━━ DATA FOR REVIEW

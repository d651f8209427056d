//! Complex element type.
//!
//! Stored as an interleaved `(re, im)` pair of `f64`, matching the layout of
//! NumPy's `complex128`.

use lucent_cpu::Element;
use std::fmt;
use std::ops::{Add, Div, Mul, Neg, Sub};

#[repr(C)]
#[derive(Copy, Clone, Debug, Default, PartialEq)]
#[cfg_attr(feature = "serde", derive(serde::Serialize, serde::Deserialize))]
pub struct Complex128 {
    pub re: f64,
    pub im: f64,
}

impl Complex128 {
    pub const ZERO: Self = Self { re: 0.0, im: 0.0 };
    pub const ONE: Self = Self { re: 1.0, im: 0.0 };
    pub const I: Self = Self { re: 0.0, im: 1.0 };

    #[inline]
    pub const fn new(re: f64, im: f64) -> Self {
        Self { re, im }
    }

    /// `r * e^(iθ)`
    #[inline]
    pub fn from_polar(r: f64, theta: f64) -> Self {
        Self {
            re: r * theta.cos(),
            im: r * theta.sin(),
        }
    }

    /// `e^(iθ)` for real `θ`.
    #[inline]
    pub fn cis(theta: f64) -> Self {
        Self::from_polar(1.0, theta)
    }

    #[inline]
    pub fn magnitude(self) -> f64 {
        self.re.hypot(self.im)
    }

    /// `|z|² = re² + im²`
    #[inline]
    pub fn magnitude_squared(self) -> f64 {
        self.re * self.re + self.im * self.im
    }

    #[inline]
    pub fn phase(self) -> f64 {
        self.im.atan2(self.re)
    }

    #[inline]
    pub fn conj(self) -> Self {
        Self { re: self.re, im: -self.im }
    }

    #[inline]
    pub fn exp(self) -> Self {
        Self::from_polar(self.re.exp(), self.im)
    }

    /// Principal branch of `z^p` for a real exponent.
    #[inline]
    pub fn powf(self, p: f64) -> Self {
        if self.re == 0.0 && self.im == 0.0 {
            return if p == 0.0 { Self::ONE } else { Self::ZERO };
        }
        Self::from_polar(self.magnitude().powf(p), self.phase() * p)
    }

    #[inline]
    pub fn scale(self, s: f64) -> Self {
        Self {
            re: self.re * s,
            im: self.im * s,
        }
    }
}

impl Add for Complex128 {
    type Output = Self;

    #[inline]
    fn add(self, rhs: Self) -> Self {
        Self::new(self.re + rhs.re, self.im + rhs.im)
    }
}

impl Sub for Complex128 {
    type Output = Self;

    #[inline]
    fn sub(self, rhs: Self) -> Self {
        Self::new(self.re - rhs.re, self.im - rhs.im)
    }
}

impl Mul for Complex128 {
    type Output = Self;

    #[inline]
    fn mul(self, rhs: Self) -> Self {
        Self::new(self.re * rhs.re - self.im * rhs.im, self.re * rhs.im + self.im * rhs.re)
    }
}

impl Div for Complex128 {
    type Output = Self;

    #[inline]
    fn div(self, rhs: Self) -> Self {
        let denom = rhs.magnitude_squared();
        let num = self * rhs.conj();
        Self::new(num.re / denom, num.im / denom)
    }
}

impl Neg for Complex128 {
    type Output = Self;

    #[inline]
    fn neg(self) -> Self {
        Self::new(-self.re, -self.im)
    }
}

impl From<f64> for Complex128 {
    #[inline]
    fn from(re: f64) -> Self {
        Self::new(re, 0.0)
    }
}

impl From<(f64, f64)> for Complex128 {
    #[inline]
    fn from((re, im): (f64, f64)) -> Self {
        Self::new(re, im)
    }
}

impl Element for Complex128 {
    #[inline]
    fn zero() -> Self {
        Self::ZERO
    }

    #[inline]
    fn one() -> Self {
        Self::ONE
    }
}

impl fmt::Display for Complex128 {
    fn fmt(&self, f: &mut fmt::Formatter<'_>) -> fmt::Result {
        if self.im >= 0.0 {
            write!(f, "{}+{}i", self.re, self.im)
        } else {
            write!(f, "{}{}i", self.re, self.im)
        }
    }
}

#[cfg(test)]
mod tests {
    use super::*;

    #[test]
    fn arithmetic() {
        let z = Complex128::new(3.0, 4.0);
        let w = Complex128::new(1.0, 2.0);

        assert_eq!(z.magnitude(), 5.0);
        assert_eq!(z * w, Complex128::new(-5.0, 10.0));
        assert_eq!(z * z.conj(), Complex128::new(25.0, 0.0));

        let q = (z * w) / w;
        assert!((q.re - 3.0).abs() < 1e-12 && (q.im - 4.0).abs() < 1e-12);
    }

    #[test]
    fn exp_of_imaginary_is_unit() {
        let z = Complex128::new(0.0, std::f64::consts::FRAC_PI_2).exp();
        assert!(z.re.abs() < 1e-15);
        assert!((z.im - 1.0).abs() < 1e-15);
    }

    #[test]
    fn powf_matches_repeated_product() {
        let z = Complex128::new(0.5, -1.5);
        let cube = z.powf(3.0);
        let expected = z * z * z;
        assert!((cube.re - expected.re).abs() < 1e-12);
        assert!((cube.im - expected.im).abs() < 1e-12);
    }
}
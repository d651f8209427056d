use super::einsum::einsum_backward;
use crate::{Function, Tensor};
use lucent_core::{
    dense::{DenseArray, EinsumSpec, TensordotAxes},
    error::{Error, Result},
};

const LABELS: &[u8] = b"abcdefghijklmnopqrstuvwxyzABCDEFGHIJKLMNOPQRSTUVWXYZ";

pub struct Tensordot {
    pub axes: TensordotAxes,
}

impl Tensordot {
    // the contraction written as einsum labels, used for backward
    fn as_einsum(&self, a_ndim: usize, b_ndim: usize) -> Result<EinsumSpec> {
        let (a_axes, b_axes) = self.axes.resolve(a_ndim, b_ndim)?;
        let free_b = b_ndim - b_axes.len();
        if a_ndim + free_b > LABELS.len() {
            return Err(Error::InvalidArgument(format!(
                "tensordot gradient supports at most {} distinct axes",
                LABELS.len()
            )));
        }

        let a_labels: Vec<char> = LABELS[..a_ndim].iter().map(|&c| c as char).collect();
        let mut fresh = LABELS[a_ndim..].iter().map(|&c| c as char);
        let mut b_labels = Vec::with_capacity(b_ndim);
        for axis in 0..b_ndim {
            match b_axes.iter().position(|&b| b == axis) {
                Some(k) => b_labels.push(a_labels[a_axes[k]]),
                None => b_labels.push(fresh.next().ok_or_else(|| Error::Internal {
                    message: "ran out of tensordot labels".to_string(),
                })?),
            }
        }

        let output: Vec<char> = (0..a_ndim)
            .filter(|d| !a_axes.contains(d))
            .map(|d| a_labels[d])
            .chain((0..b_ndim).filter(|d| !b_axes.contains(d)).map(|d| b_labels[d]))
            .collect();
        Ok(EinsumSpec::new(vec![a_labels, b_labels], output))
    }
}

impl Function for Tensordot {
    type Cache = (DenseArray, DenseArray);

    fn name(&self) -> &'static str {
        "tensordot"
    }

    fn arity(&self) -> usize {
        2
    }

    fn forward(&self, inputs: &[DenseArray], track: bool) -> Result<(DenseArray, Option<Self::Cache>)> {
        let output = inputs[0].tensordot(&inputs[1], &self.axes)?;
        Ok((output, track.then(|| (inputs[0].clone(), inputs[1].clone()))))
    }

    fn backward(&self, cache: &Self::Cache, grad: &DenseArray, needs_grad: &[bool]) -> Result<Vec<Option<DenseArray>>> {
        let (a, b) = cache;
        let spec = self.as_einsum(a.ndim(), b.ndim())?;
        einsum_backward(&spec, &[a.clone(), b.clone()], grad, needs_grad)
    }
}

impl Tensor {
    /// Contracts `self` with `rhs` over `axes` (a count or explicit pairs).
    pub fn tensordot(&self, rhs: &Tensor, axes: impl Into<TensordotAxes>) -> Tensor {
        Tensor::from_function(Tensordot { axes: axes.into() }, vec![self.clone(), rhs.clone()])
    }
}
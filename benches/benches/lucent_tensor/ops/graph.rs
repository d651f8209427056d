use criterion::{black_box, Criterion};
use lucent_core::dense::DenseArray;
use lucent_tensor::Tensor;

// Constants for benchmark data sizes
const SIZES: [(usize, &str); 3] = [(100, "small"), (5000, "medium"), (10000, "large")];

// x*x + exp(x) feeding a sum, with x shared by every branch
fn build(size: usize) -> (Tensor, Tensor) {
    let data: Vec<f64> = (0..size).map(|i| (i as f64) / size as f64).collect();
    let x = Tensor::from_dense_with_grad(DenseArray::from_vec(data, &[size]).unwrap());
    let y = (&x * &x + x.exp() * 0.5).sum();
    (x, y)
}

pub fn basic(criterion: &mut Criterion) {
    let mut group = criterion.benchmark_group("graph/basic");
    group.warm_up_time(core::time::Duration::from_millis(500));
    group.measurement_time(core::time::Duration::from_secs(3));
    group.sample_size(50);

    for &(size, size_name) in &SIZES {
        let (_, y) = build(size);
        group.bench_function(format!("forward_{}", size_name), |b| b.iter(|| black_box(y.data().unwrap())));

        let (x, y) = build(size);
        group.bench_function(format!("backward_{}", size_name), |b| {
            b.iter(|| {
                x.zero_grad().unwrap();
                y.backward().unwrap();
                black_box(x.grad().unwrap())
            })
        });
    }

    group.finish();
}
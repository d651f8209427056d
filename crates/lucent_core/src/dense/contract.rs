use super::DenseArray;
use crate::{
    be::ops::{einsum, matmul},
    buffer::Buffer,
    dtype::DType,
    error::{Error, Result},
    layout::Layout,
};
use std::{borrow::Cow, collections::BTreeMap, fmt};

/// Parsed einsum subscripts: one label list per operand plus the output labels.
#[derive(Debug, Clone, PartialEq, Eq)]
#[cfg_attr(feature = "serde", derive(serde::Serialize, serde::Deserialize))]
pub struct EinsumSpec {
    pub inputs: Vec<Vec<char>>,
    pub output: Vec<char>,
}

impl EinsumSpec {
    pub fn new(inputs: Vec<Vec<char>>, output: Vec<char>) -> Self {
        Self { inputs, output }
    }

    /// Parses `"ij,jk->ik"` style subscripts. Without `->` the output holds the
    /// labels that occur exactly once, in alphabetical order.
    pub fn parse(subscripts: &str) -> Result<Self> {
        let compact: String = subscripts.chars().filter(|c| !c.is_whitespace()).collect();
        if compact.contains("...") {
            return Err(Error::InvalidSubscripts("ellipsis broadcasting is not supported".to_string()));
        }

        let (lhs, output) = match compact.split_once("->") {
            Some((lhs, rhs)) => {
                if rhs.contains("->") {
                    return Err(Error::InvalidSubscripts(format!("'{}' has more than one '->'", subscripts)));
                }
                (lhs, Some(rhs))
            }
            None => (compact.as_str(), None),
        };

        let inputs: Vec<Vec<char>> = lhs.split(',').map(|s| s.chars().collect()).collect();
        for label in inputs.iter().flatten() {
            if !label.is_ascii_alphabetic() {
                return Err(Error::InvalidSubscripts(format!("invalid label '{}' in '{}'", label, subscripts)));
            }
        }

        let mut counts: BTreeMap<char, usize> = BTreeMap::new();
        for &label in inputs.iter().flatten() {
            *counts.entry(label).or_default() += 1;
        }

        let output: Vec<char> = match output {
            Some(out) => {
                let out: Vec<char> = out.chars().collect();
                for (i, label) in out.iter().enumerate() {
                    if !counts.contains_key(label) {
                        return Err(Error::InvalidSubscripts(format!(
                            "output label '{}' does not appear in any operand",
                            label
                        )));
                    }
                    if out[..i].contains(label) {
                        return Err(Error::InvalidSubscripts(format!("output label '{}' is repeated", label)));
                    }
                }
                out
            }
            None => counts.iter().filter(|(_, &n)| n == 1).map(|(&c, _)| c).collect(),
        };

        Ok(Self { inputs, output })
    }
}

impl fmt::Display for EinsumSpec {
    fn fmt(&self, f: &mut fmt::Formatter<'_>) -> fmt::Result {
        let inputs: Vec<String> = self.inputs.iter().map(|s| s.iter().collect()).collect();
        let output: String = self.output.iter().collect();
        write!(f, "{}->{}", inputs.join(","), output)
    }
}

/// Axes contracted by `tensordot`.
#[derive(Debug, Clone, PartialEq, Eq)]
#[cfg_attr(feature = "serde", derive(serde::Serialize, serde::Deserialize))]
pub enum TensordotAxes {
    /// The last `n` axes of `a` against the first `n` axes of `b`.
    Count(usize),
    /// Explicit axis pairs.
    Pairs(Vec<usize>, Vec<usize>),
}

impl TensordotAxes {
    pub fn resolve(&self, a_ndim: usize, b_ndim: usize) -> Result<(Vec<usize>, Vec<usize>)> {
        let (a_axes, b_axes) = match self {
            Self::Count(n) => {
                if *n > a_ndim || *n > b_ndim {
                    return Err(Error::InvalidArgument(format!(
                        "cannot contract {} axes of arrays with {} and {} dimensions",
                        n, a_ndim, b_ndim
                    )));
                }
                ((a_ndim - n..a_ndim).collect(), (0..*n).collect())
            }
            Self::Pairs(a, b) => (a.clone(), b.clone()),
        };

        if a_axes.len() != b_axes.len() {
            return Err(Error::InvalidArgument(format!(
                "tensordot axes lists differ in length: {:?} vs {:?}",
                a_axes, b_axes
            )));
        }
        for (axes, ndim) in [(&a_axes, a_ndim), (&b_axes, b_ndim)] {
            for (i, &axis) in axes.iter().enumerate() {
                if axis >= ndim {
                    return Err(Error::DimensionOutOfBounds {
                        dim: axis as isize,
                        ndim,
                    });
                }
                if axes[..i].contains(&axis) {
                    return Err(Error::InvalidArgument(format!("repeated tensordot axis {}", axis)));
                }
            }
        }
        Ok((a_axes, b_axes))
    }
}

impl From<usize> for TensordotAxes {
    fn from(n: usize) -> Self {
        Self::Count(n)
    }
}

impl From<(Vec<usize>, Vec<usize>)> for TensordotAxes {
    fn from((a, b): (Vec<usize>, Vec<usize>)) -> Self {
        Self::Pairs(a, b)
    }
}

fn common_dtype(arrays: &[&DenseArray]) -> DType {
    arrays.iter().fold(DType::F64, |dtype, a| dtype.promote(a.dtype()))
}

impl DenseArray {
    /// 2-D matrix product.
    pub fn matmul(&self, rhs: &DenseArray) -> Result<DenseArray> {
        if self.ndim() != 2 || rhs.ndim() != 2 {
            return Err(Error::IncompatibleShape(format!(
                "matmul expects 2-D operands, got {:?} and {:?}",
                self.shape(),
                rhs.shape()
            )));
        }
        let (m, k) = (self.shape()[0], self.shape()[1]);
        let (k2, n) = (rhs.shape()[0], rhs.shape()[1]);
        if k != k2 {
            return Err(Error::ShapeMismatch {
                expected: vec![k],
                got: vec![k2],
                msg: "matmul inner dimension".to_string(),
            });
        }

        let dtype = common_dtype(&[self, rhs]);
        let a = self.promoted_buffer(dtype)?;
        let b = rhs.promoted_buffer(dtype)?;
        let buffer = matmul::matmul(&a, &b, m, k, n)?;
        Ok(DenseArray::from_parts(buffer, &[m, n]))
    }

    /// Contracts `self` and `rhs` over `axes`. The result carries the free
    /// axes of `self` followed by the free axes of `rhs`, each in order.
    pub fn tensordot(&self, rhs: &DenseArray, axes: &TensordotAxes) -> Result<DenseArray> {
        let (a_axes, b_axes) = axes.resolve(self.ndim(), rhs.ndim())?;

        let a_contracted: Vec<usize> = a_axes.iter().map(|&a| self.shape()[a]).collect();
        let b_contracted: Vec<usize> = b_axes.iter().map(|&b| rhs.shape()[b]).collect();
        if a_contracted != b_contracted {
            return Err(Error::ShapeMismatch {
                expected: a_contracted,
                got: b_contracted,
                msg: "tensordot contracted axes".to_string(),
            });
        }

        let a_free: Vec<usize> = (0..self.ndim()).filter(|d| !a_axes.contains(d)).collect();
        let b_free: Vec<usize> = (0..rhs.ndim()).filter(|d| !b_axes.contains(d)).collect();

        let m: usize = a_free.iter().map(|&d| self.shape()[d]).product();
        let k: usize = a_contracted.iter().product();
        let n: usize = b_free.iter().map(|&d| rhs.shape()[d]).product();

        let a_perm: Vec<usize> = a_free.iter().chain(&a_axes).copied().collect();
        let b_perm: Vec<usize> = b_axes.iter().chain(&b_free).copied().collect();
        let a2 = self.permute(&a_perm)?.reshape(&[m, k])?;
        let b2 = rhs.permute(&b_perm)?.reshape(&[k, n])?;

        let out_shape: Vec<usize> = a_free
            .iter()
            .map(|&d| self.shape()[d])
            .chain(b_free.iter().map(|&d| rhs.shape()[d]))
            .collect();
        a2.matmul(&b2)?.reshape(&out_shape)
    }

    /// Einstein summation, e.g. `einsum("ij,jk->ik", &[&a, &b])`.
    pub fn einsum(subscripts: &str, operands: &[&DenseArray]) -> Result<DenseArray> {
        let spec = EinsumSpec::parse(subscripts)?;
        Self::einsum_with_sizes(&spec, operands, &[])
    }

    /// Einsum over an already parsed spec. `extra_sizes` supplies the extent
    /// of output labels that no operand carries; such labels broadcast.
    /// Output labels may repeat, which writes onto the diagonal.
    pub fn einsum_with_sizes(spec: &EinsumSpec, operands: &[&DenseArray], extra_sizes: &[(char, usize)]) -> Result<DenseArray> {
        if spec.inputs.len() != operands.len() {
            return Err(Error::InvalidSubscripts(format!(
                "'{}' names {} operands but {} were given",
                spec,
                spec.inputs.len(),
                operands.len()
            )));
        }

        let mut label_sizes: BTreeMap<char, usize> = extra_sizes.iter().copied().collect();
        for (labels, operand) in spec.inputs.iter().zip(operands) {
            if labels.len() != operand.ndim() {
                return Err(Error::DimensionMismatch {
                    expected: labels.len(),
                    got: operand.ndim(),
                });
            }
            for (&label, &size) in labels.iter().zip(operand.shape()) {
                match label_sizes.get(&label) {
                    Some(&known) if known != size => {
                        return Err(Error::ShapeMismatch {
                            expected: vec![known],
                            got: vec![size],
                            msg: format!("einsum label '{}'", label),
                        })
                    }
                    _ => {
                        label_sizes.insert(label, size);
                    }
                }
            }
        }

        // free labels (output order, first occurrence) then summed labels
        let mut order: Vec<char> = Vec::new();
        for &label in &spec.output {
            if !order.contains(&label) {
                order.push(label);
            }
        }
        let num_free = order.len();
        for &label in spec.inputs.iter().flatten() {
            if !order.contains(&label) {
                order.push(label);
            }
        }

        let sizes = order
            .iter()
            .map(|label| {
                label_sizes
                    .get(label)
                    .copied()
                    .ok_or_else(|| Error::InvalidSubscripts(format!("no size known for label '{}'", label)))
            })
            .collect::<Result<Vec<_>>>()?;

        let label_strides = |labels: &[char], strides: &[usize]| -> Vec<usize> {
            order
                .iter()
                .map(|l| labels.iter().zip(strides).filter(|(c, _)| *c == l).map(|(_, &s)| s).sum())
                .collect()
        };

        let out_shape: Vec<usize> = spec.output.iter().map(|l| label_sizes[l]).collect();
        let out_strides = label_strides(&spec.output, &Layout::compute_strides(&out_shape));
        let operand_strides: Vec<Vec<usize>> = spec
            .inputs
            .iter()
            .zip(operands)
            .map(|(labels, operand)| label_strides(labels, operand.strides()))
            .collect();

        let dtype = common_dtype(operands);
        let buffers = operands
            .iter()
            .map(|a| a.promoted_buffer(dtype))
            .collect::<Result<Vec<Cow<'_, Buffer>>>>()?;
        let buffer_refs: Vec<&Buffer> = buffers.iter().map(|b| b.as_ref()).collect();

        let out_size = Layout::compute_size(&out_shape);
        log::trace!("einsum {} over label sizes {:?}", spec, sizes);
        let buffer = einsum::einsum(&sizes, num_free, &operand_strides, &buffer_refs, &out_strides, out_size)?;
        Ok(DenseArray::from_parts(buffer, &out_shape))
    }
}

━━━━

## PROMPT:
Find the word "branch" in the records, and report each line that has it.

## EXERCISE OUTPUT:
    /// Principal branch of `z^p` for a real exponent.
// x*x + exp(x) feeding a sum, with x shared by every branch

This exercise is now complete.